Лицо герцога Сотема стало пунцовым.
– Чушь.
– Вам не удастся заманить меня в сети этого брака, папа. Если тебе нравится быть марионеткой в умелых руках мистера Райта, я не в силах этому помешать. Но я не позволю манипулировать мною. А теперь прошу меня извинить, я опаздываю на встречу.
– С этим юнцом, – выпалил Сотем.
– Вот именно. С этим юнцом. Как я выгляжу, папа? Безупречен, как всегда? Вот и отлично. Обидно, если я утрачу свою внешнюю привлекательность и останусь ни с чем. – Не останавливаясь, он прошел мимо Сотема и направился к выходу.
– Подожди, Хэтерфилд…
– Не могу, папа. Я уже опаздываю. – Хэтерфилд снял пальто с вешалки.
Герцог поспешил вслед за сыном.
– На следующей неделе мы с мамой устраиваем прием на Белгрейв-сквер.

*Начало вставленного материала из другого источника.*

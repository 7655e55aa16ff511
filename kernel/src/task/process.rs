//! Process table: pid allocation and the join/exit rendezvous.
//!
//! Every address space registers one [`Proc`] record here. A record outlives
//! its process: after `exit` it stays in the table, dead, holding the exit
//! value until a joiner harvests it or a later `get_pid` sweep reclaims the
//! slot. Slots are never reclaimed eagerly.
//!
//! Pid 0 is never handed out: a parent pid of 0 means "no parent".

use core::sync::atomic::{AtomicUsize, Ordering};
use std::sync::{Arc, Weak};

use spin::Once;

use crate::memory::bitmap::Bitmap;
use crate::sync::condition::Condition;
use crate::sync::lock::Lock;
use crate::sync::spinlock::SpinLock;
use crate::task::thread::KThread;

/// Joiner count of a process nobody ever joined.
pub const NO_JOINER: i32 = -1;

/// Parent pid of a process with no parent. Reserved, never allocated.
pub const NO_PARENT: usize = 0;

// ── Process record ──────────────────────────────────────────────

/// Mutable part of a process record, guarded by its own lock.
#[derive(Debug, Clone, Copy, PartialEq, Eq)]
pub struct ProcStatus {
    pub alive: bool,
    /// [`NO_JOINER`] until a join registers, then the number of joiners
    /// currently waiting, minus one.
    pub joiners: i32,
    pub ret_value: i32,
}

/// A process record.
pub struct Proc {
    pid: usize,
    ppid: AtomicUsize,
    /// The thread running the process.
    thread: SpinLock<Weak<KThread>>,
    status: SpinLock<ProcStatus>,
}

impl Proc {
    pub fn new(pid: usize, thread: &Arc<KThread>) -> Self {
        Self {
            pid,
            ppid: AtomicUsize::new(NO_PARENT),
            thread: SpinLock::new(Arc::downgrade(thread)),
            status: SpinLock::new(ProcStatus {
                alive: true,
                joiners: NO_JOINER,
                ret_value: 0,
            }),
        }
    }

    pub fn pid(&self) -> usize {
        self.pid
    }

    pub fn ppid(&self) -> usize {
        self.ppid.load(Ordering::Acquire)
    }

    pub fn set_ppid(&self, ppid: usize) {
        self.ppid.store(ppid, Ordering::Release);
    }

    /// The owning thread, while it is still around.
    pub fn thread(&self) -> Option<Arc<KThread>> {
        self.thread.lock().upgrade()
    }

    /// Hand the record to the thread that will run the process.
    pub fn set_thread(&self, thread: &Arc<KThread>) {
        *self.thread.lock() = Arc::downgrade(thread);
    }

    /// Snapshot of the mutable state.
    pub fn status(&self) -> ProcStatus {
        *self.status.lock()
    }

    pub fn is_alive(&self) -> bool {
        self.status.lock().alive
    }

    fn is_reclaimable(&self) -> bool {
        let status = self.status.lock();
        !status.alive && status.joiners == NO_JOINER
    }
}

impl core::fmt::Debug for Proc {
    fn fmt(&self, f: &mut core::fmt::Formatter<'_>) -> core::fmt::Result {
        f.debug_struct("Proc")
            .field("pid", &self.pid)
            .field("ppid", &self.ppid())
            .field("status", &self.status())
            .finish()
    }
}

// ── Process table ───────────────────────────────────────────────

struct ProcTable {
    pids: Bitmap,
    procs: Vec<Option<Arc<Proc>>>,
}

/// The process table.
pub struct ProcessManager {
    table: SpinLock<ProcTable>,
    /// Per-pid join/exit lock, created on first use.
    locks: Box<[Once<Lock>]>,
    /// Per-pid join/exit condition, created on first use.
    conditions: Box<[Once<Condition>]>,
}

impl ProcessManager {
    pub fn new(max_processes: usize) -> Self {
        let mut pids = Bitmap::new(max_processes);
        if max_processes > NO_PARENT {
            pids.mark(NO_PARENT);
        }
        Self {
            table: SpinLock::new(ProcTable {
                pids,
                procs: vec![None; max_processes],
            }),
            locks: (0..max_processes).map(|_| Once::new()).collect(),
            conditions: (0..max_processes).map(|_| Once::new()).collect(),
        }
    }

    pub fn max_processes(&self) -> usize {
        self.locks.len()
    }

    /// Allocate a pid.
    ///
    /// When every pid is taken, slots of dead processes nobody ever joined
    /// are reclaimed first.
    ///
    /// # Panics
    ///
    /// Panics if the table is still full after the sweep.
    pub fn get_pid(&self) -> usize {
        let mut table = self.table.lock();
        if let Some(pid) = table.pids.find_and_set() {
            return pid;
        }

        let mut reclaimed = 0;
        for pid in 0..table.procs.len() {
            if table.procs[pid].as_ref().is_some_and(|p| p.is_reclaimable()) {
                table.procs[pid] = None;
                table.pids.clear(pid);
                reclaimed += 1;
            }
        }
        log::info!("process table full, reclaimed {} dead process(es)", reclaimed);

        match table.pids.find_and_set() {
            Some(pid) => pid,
            None => panic!("process table exhausted: {} live processes", table.procs.len()),
        }
    }

    /// Store the record for an allocated pid.
    pub fn insert(&self, proc: Arc<Proc>) {
        let pid = proc.pid();
        let mut table = self.table.lock();
        assert!(table.pids.test(pid), "inserting process {} without a pid", pid);
        table.procs[pid] = Some(proc);
    }

    /// Allocate a pid and register a process record for `thread`.
    pub fn register(&self, thread: &Arc<KThread>) -> Arc<Proc> {
        let pid = self.get_pid();
        let proc = Arc::new(Proc::new(pid, thread));
        self.insert(Arc::clone(&proc));
        log::debug!("registered process {} for thread '{}'", pid, thread.name());
        proc
    }

    /// Release `pid` and drop its record.
    pub fn clear_pid(&self, pid: usize) {
        assert_ne!(pid, NO_PARENT, "pid {} is reserved", NO_PARENT);
        let mut table = self.table.lock();
        table.pids.clear(pid);
        table.procs[pid] = None;
    }

    /// Bounds check only.
    pub fn valid_pid(&self, pid: i32) -> bool {
        0 <= pid && (pid as usize) < self.max_processes()
    }

    /// The record of `pid`, if the pid is allocated.
    pub fn proc_of(&self, pid: usize) -> Option<Arc<Proc>> {
        self.table.lock().procs.get(pid)?.clone()
    }

    /// Number of processes that have not exited.
    pub fn live_count(&self) -> usize {
        self.table
            .lock()
            .procs
            .iter()
            .flatten()
            .filter(|p| p.is_alive())
            .count()
    }

    /// The join/exit lock of `pid`.
    pub fn get_lock(&self, pid: usize) -> &Lock {
        assert!(pid < self.max_processes(), "pid {} out of range", pid);
        self.locks[pid].call_once(|| Lock::new("proc lock"))
    }

    /// The join/exit condition of `pid`.
    pub fn get_condition(&self, pid: usize) -> &Condition {
        assert!(pid < self.max_processes(), "pid {} out of range", pid);
        self.conditions[pid].call_once(|| Condition::new("proc condition"))
    }

    /// Record that `pid` exited with `value` and release one joiner.
    pub fn exit(&self, pid: usize, value: i32) {
        let lock = self.get_lock(pid);
        lock.acquire();

        match self.proc_of(pid) {
            Some(proc) => {
                let mut status = proc.status.lock();
                status.alive = false;
                status.ret_value = value;
            }
            None => log::warn!("exit of unregistered pid {}", pid),
        }
        log::debug!("process {} exited with {}", pid, value);

        self.get_condition(pid).signal(lock);
        lock.release();
    }

    /// Wait for `pid` to exit and return its exit value.
    ///
    /// Returns `None` if `pid` is out of range or not allocated. A process
    /// that already exited yields its value without blocking.
    pub fn join(&self, pid: i32) -> Option<i32> {
        if !self.valid_pid(pid) {
            log::warn!("join of invalid pid {}", pid);
            return None;
        }
        let pid = pid as usize;
        let Some(proc) = self.proc_of(pid) else {
            log::warn!("join of unallocated pid {}", pid);
            return None;
        };

        let lock = self.get_lock(pid);
        lock.acquire();

        {
            let status = proc.status.lock();
            if !status.alive {
                let value = status.ret_value;
                drop(status);
                lock.release();
                return Some(value);
            }
        }

        proc.status.lock().joiners += 1;
        self.get_condition(pid).wait(lock);

        let value = {
            let mut status = proc.status.lock();
            status.joiners -= 1;
            assert!(!status.alive, "joiner of process {} woke while it is alive", pid);
            status.ret_value
        };
        lock.release();

        log::debug!("joined process {}: {}", pid, value);
        Some(value)
    }
}

#[cfg(test)]
mod tests {
    use super::*;
    use crate::task::thread::ThreadStatus;
    use std::sync::atomic::AtomicI32;

    fn manager(max: usize) -> Arc<ProcessManager> {
        Arc::new(ProcessManager::new(max))
    }

    #[test]
    fn pids_are_handed_out_in_order() {
        let pm = manager(4);
        assert_eq!(pm.get_pid(), 1);
        assert_eq!(pm.get_pid(), 2);
        pm.clear_pid(1);
        assert_eq!(pm.get_pid(), 1);
    }

    #[test]
    fn pid_zero_is_never_handed_out() {
        let pm = manager(3);
        let me = KThread::current();
        let first = pm.register(&me);
        let second = pm.register(&me);
        assert_eq!((first.pid(), second.pid()), (1, 2));
        assert_eq!(first.ppid(), NO_PARENT);

        // A full table of dead processes still never yields pid 0.
        pm.exit(1, 0);
        pm.exit(2, 0);
        assert_eq!(pm.get_pid(), 1);
        assert!(pm.proc_of(NO_PARENT).is_none());
        assert_eq!(pm.join(NO_PARENT as i32), None);
    }

    #[test]
    fn valid_pid_is_a_bounds_check() {
        let pm = manager(4);
        assert!(pm.valid_pid(0));
        assert!(pm.valid_pid(3));
        assert!(!pm.valid_pid(4));
        assert!(!pm.valid_pid(-1));
    }

    #[test]
    fn per_pid_sync_objects_are_stable() {
        let pm = manager(4);
        assert!(core::ptr::eq(pm.get_lock(2), pm.get_lock(2)));
        assert!(core::ptr::eq(pm.get_condition(2), pm.get_condition(2)));
        assert!(!core::ptr::eq(pm.get_lock(1), pm.get_lock(2)));
    }

    #[test]
    fn sweep_reclaims_dead_unjoined_processes() {
        let pm = manager(4);
        let me = KThread::current();
        let procs: Vec<_> = (0..3).map(|_| pm.register(&me)).collect();
        pm.exit(2, 5);
        assert_eq!(pm.live_count(), 2);

        // Full: the sweep frees pid 2 only.
        assert_eq!(pm.get_pid(), 2);
        assert!(pm.proc_of(2).is_none());
        assert!(procs[0].is_alive());
        assert!(procs[2].is_alive());
    }

    #[test]
    #[should_panic(expected = "process table exhausted")]
    fn exhaustion_after_sweep_panics() {
        let pm = manager(2);
        pm.register(&KThread::current());
        pm.get_pid();
    }

    #[test]
    fn sweeps_run_alongside_exits() {
        let pm = manager(4);
        let polling = Arc::new(core::sync::atomic::AtomicBool::new(true));

        let poller = {
            let (p, run) = (Arc::clone(&pm), Arc::clone(&polling));
            KThread::new("poller").fork(move || {
                while run.load(Ordering::SeqCst) {
                    assert!(p.live_count() <= 3);
                }
            })
        };

        // Three workers, three usable pids: every allocation past the
        // first round goes through a sweep.
        let workers: Vec<_> = (0..3)
            .map(|i| {
                let p = Arc::clone(&pm);
                KThread::new(&format!("worker-{}", i)).fork(move || {
                    let me = KThread::current();
                    for round in 0..50 {
                        let proc = p.register(&me);
                        p.exit(proc.pid(), round);
                    }
                })
            })
            .collect();
        for w in workers {
            w.join().unwrap();
        }
        polling.store(false, Ordering::SeqCst);
        poller.join().unwrap();
        assert_eq!(pm.live_count(), 0);
    }

    #[test]
    fn join_after_exit_returns_immediately() {
        let pm = manager(4);
        let proc = pm.register(&KThread::current());
        pm.exit(proc.pid(), 42);
        assert_eq!(pm.join(proc.pid() as i32), Some(42));
        assert_eq!(proc.status().joiners, NO_JOINER);
    }

    #[test]
    fn join_rejects_bad_pids() {
        let pm = manager(4);
        assert_eq!(pm.join(-1), None);
        assert_eq!(pm.join(4), None);
        assert_eq!(pm.join(2), None);
        assert_eq!(pm.join(0), None);
    }

    #[test]
    fn join_blocks_until_exit() {
        let pm = manager(4);
        let target = pm.register(&KThread::current());
        let pid = target.pid();
        let result = Arc::new(AtomicI32::new(i32::MIN));

        let joiner = KThread::new("joiner");
        let (p, r) = (Arc::clone(&pm), Arc::clone(&result));
        let handle = joiner.fork(move || {
            let v = p.join(pid as i32).unwrap();
            r.store(v, Ordering::SeqCst);
        });

        while joiner.status() != ThreadStatus::Blocked || target.status().joiners != 0 {
            std::thread::yield_now();
        }
        assert_eq!(result.load(Ordering::SeqCst), i32::MIN);

        pm.exit(pid, 10);
        handle.join().unwrap();
        assert_eq!(result.load(Ordering::SeqCst), 10);
        // Harvested: the slot is reclaimable again.
        assert_eq!(target.status().joiners, NO_JOINER);
    }
}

Двадцать первого числа.
– В тот же день, что и королевская помолвка у герцога Олимпии, если не ошибаюсь?
– Да. Но твоя мама решила, что…
– Ага. Дай-ка подумать. Ваши светлости не были приглашены на торжество, не так ли?
– Я больше чем уверен, что произошла какая-то путаница. Но в любом случае она решила дать свой собственный…

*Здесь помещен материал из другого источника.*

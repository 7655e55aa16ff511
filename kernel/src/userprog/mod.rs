//! User programs: address spaces and program loading.

pub mod addrspace;

pub use addrspace::AddrSpace;

use crate::fs::noff::NoffError;

/// Why an image could not be loaded.
#[derive(Debug, Clone, PartialEq, Eq)]
pub enum LoadError {
    /// No file by that name.
    NotFound(String),
    /// Header truncated, or segments pointing outside the file or the
    /// address space.
    BadHeader,
    /// Not a NOFF image.
    BadMagic(u32),
    /// Needs more pages than physical memory has.
    TooLarge { pages: usize, capacity: usize },
    /// Not enough frames left to reserve.
    OutOfMemory { pages: usize },
}

impl core::fmt::Display for LoadError {
    fn fmt(&self, f: &mut core::fmt::Formatter<'_>) -> core::fmt::Result {
        match self {
            LoadError::NotFound(name) => write!(f, "unable to open file '{}'", name),
            LoadError::BadHeader => write!(f, "malformed NOFF header"),
            LoadError::BadMagic(m) => write!(f, "bad NOFF magic {:#010x}", m),
            LoadError::TooLarge { pages, capacity } => {
                write!(f, "program needs {} pages, machine has {}", pages, capacity)
            }
            LoadError::OutOfMemory { pages } => write!(f, "cannot reserve {} pages", pages),
        }
    }
}

impl From<NoffError> for LoadError {
    fn from(e: NoffError) -> Self {
        match e {
            NoffError::TooSmall => LoadError::BadHeader,
            NoffError::BadMagic(m) => LoadError::BadMagic(m),
        }
    }
}
//! Kernel logging subsystem.
//!
//! Kernel code logs through the `log` facade; this crate is the sink that
//! turns those records into one tagged, coloured line on stderr.

use std::io::Write;

use log::{LevelFilter, Log, Metadata, Record};
use spin::Mutex;

/// Log levels
#[derive(Debug, Clone, Copy, PartialEq, Eq, PartialOrd, Ord)]
pub enum Level {
    Trace = 0,
    Debug = 1,
    Info = 2,
    Warn = 3,
    Error = 4,
}

impl Level {
    pub fn as_str(&self) -> &'static str {
        match self {
            Level::Trace => "TRACE",
            Level::Debug => "DEBUG",
            Level::Info => " INFO",
            Level::Warn => " WARN",
            Level::Error => "ERROR",
        }
    }

    pub fn color(&self) -> &'static str {
        match self {
            Level::Trace => "\x1b[90m", // Gray
            Level::Debug => "\x1b[36m", // Cyan
            Level::Info => "\x1b[32m",  // Green
            Level::Warn => "\x1b[33m",  // Yellow
            Level::Error => "\x1b[31m", // Red
        }
    }
}

impl From<log::Level> for Level {
    fn from(level: log::Level) -> Self {
        match level {
            log::Level::Trace => Level::Trace,
            log::Level::Debug => Level::Debug,
            log::Level::Info => Level::Info,
            log::Level::Warn => Level::Warn,
            log::Level::Error => Level::Error,
        }
    }
}

/// The sink installed into the `log` facade.
///
/// The output lock keeps each record on its own line when several kernel
/// threads log at once.
struct KernelLogger {
    output: Mutex<()>,
}

static LOGGER: KernelLogger = KernelLogger {
    output: Mutex::new(()),
};

impl Log for KernelLogger {
    fn enabled(&self, metadata: &Metadata) -> bool {
        metadata.level() <= log::max_level()
    }

    fn log(&self, record: &Record) {
        if !self.enabled(record.metadata()) {
            return;
        }
        let level = Level::from(record.level());
        let _guard = self.output.lock();
        let mut err = std::io::stderr().lock();
        let _ = writeln!(
            err,
            "{}[{}]\x1b[0m {}: {}",
            level.color(),
            level.as_str(),
            record.target(),
            record.args()
        );
    }

    fn flush(&self) {
        let _ = std::io::stderr().flush();
    }
}

/// Install the kernel logger at `Info`.
pub fn init() {
    init_with_level(LevelFilter::Info);
}

/// Install the kernel logger with an explicit maximum level.
///
/// Installing twice is harmless: the first sink stays, only the level moves.
pub fn init_with_level(level: LevelFilter) {
    let _ = log::set_logger(&LOGGER);
    log::set_max_level(level);
}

Хэтерфилд запрокинул голову назад и расхохотался.
– О! Могу себе представить. Вне себя от гнева и унижения, она собирается всем утереть нос, надавит на тех, кто ей чем-то обязан, использует все свои связи и влияние, чтобы насолить герцогу Олимпии и испортить ему прием.
– Как бы там ни было, мы… я… очень хочу, чтобы ты пришел.
Хэтерфилд застегнул последнюю пуговицу и обернулся.
– Зачем?
– Что значит «зачем», черт подери? Потому что ты мой сын. Наш сын.
– Какая чушь. Вы же меня на дух не переносите. Я предпочитаю сам выбирать себе компанию, смирись с этим.
– Хорошо, бери его с собой! Можешь привести твоего… своего друга, – сказал Сотем на одном дыхании. Словно молил о пощаде.
Хэтерфилд остановился. Он с любопытством посмотрел на отца – в его широко открытых, слегка увлажнившихся глазах затаились отчаяние и мольба.
– Что ты задумал, папа? – спросил он тихо.
– Ничего. Ничего не задумал. Это обычный прием, маскарад, и я хотел бы, чтобы мой сын приехал к нам, хотя бы в виде исключения. В обществе много говорят о нашей размолвке, и мне бы хотелось, чтобы все узнали, что… что… – В горле у него застрял комок, и он судорожно сглотнул. – Что между нами нет никакой размолвки. Что мы принимаем тебя таким… таким, какой ты есть. И, как я уже говорил, ты можешь привести своего друга.
– Его зовут Стефан. Стефан Томас.
– Мы будем рады принять у себя мистера Томаса.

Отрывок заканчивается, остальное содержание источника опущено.